### To do
In the listing below, tally the lines that hold "Duration" and report that number by itself.

### Information
________________

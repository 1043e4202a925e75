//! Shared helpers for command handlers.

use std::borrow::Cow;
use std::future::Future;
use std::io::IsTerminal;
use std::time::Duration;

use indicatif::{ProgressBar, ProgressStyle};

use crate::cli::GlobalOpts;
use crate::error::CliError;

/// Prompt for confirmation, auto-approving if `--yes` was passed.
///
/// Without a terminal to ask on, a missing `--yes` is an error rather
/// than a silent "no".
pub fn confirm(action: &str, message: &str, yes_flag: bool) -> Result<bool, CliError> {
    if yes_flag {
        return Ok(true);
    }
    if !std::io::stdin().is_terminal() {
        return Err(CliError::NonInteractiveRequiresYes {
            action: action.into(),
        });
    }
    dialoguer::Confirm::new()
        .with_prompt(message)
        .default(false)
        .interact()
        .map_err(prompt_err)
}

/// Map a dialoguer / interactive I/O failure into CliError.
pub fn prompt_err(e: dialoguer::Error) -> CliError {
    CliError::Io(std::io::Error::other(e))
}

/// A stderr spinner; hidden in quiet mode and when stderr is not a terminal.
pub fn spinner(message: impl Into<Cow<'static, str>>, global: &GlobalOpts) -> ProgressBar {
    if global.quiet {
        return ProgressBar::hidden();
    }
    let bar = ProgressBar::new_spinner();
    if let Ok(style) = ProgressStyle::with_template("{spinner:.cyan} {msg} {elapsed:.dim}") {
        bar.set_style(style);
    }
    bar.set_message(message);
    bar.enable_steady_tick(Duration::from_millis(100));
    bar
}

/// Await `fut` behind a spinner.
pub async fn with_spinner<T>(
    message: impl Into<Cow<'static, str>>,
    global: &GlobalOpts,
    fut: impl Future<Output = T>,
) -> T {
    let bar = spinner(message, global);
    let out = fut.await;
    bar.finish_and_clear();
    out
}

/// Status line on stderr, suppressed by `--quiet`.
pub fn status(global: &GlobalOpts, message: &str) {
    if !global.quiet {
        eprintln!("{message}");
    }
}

________________

### Solution for this exercise
2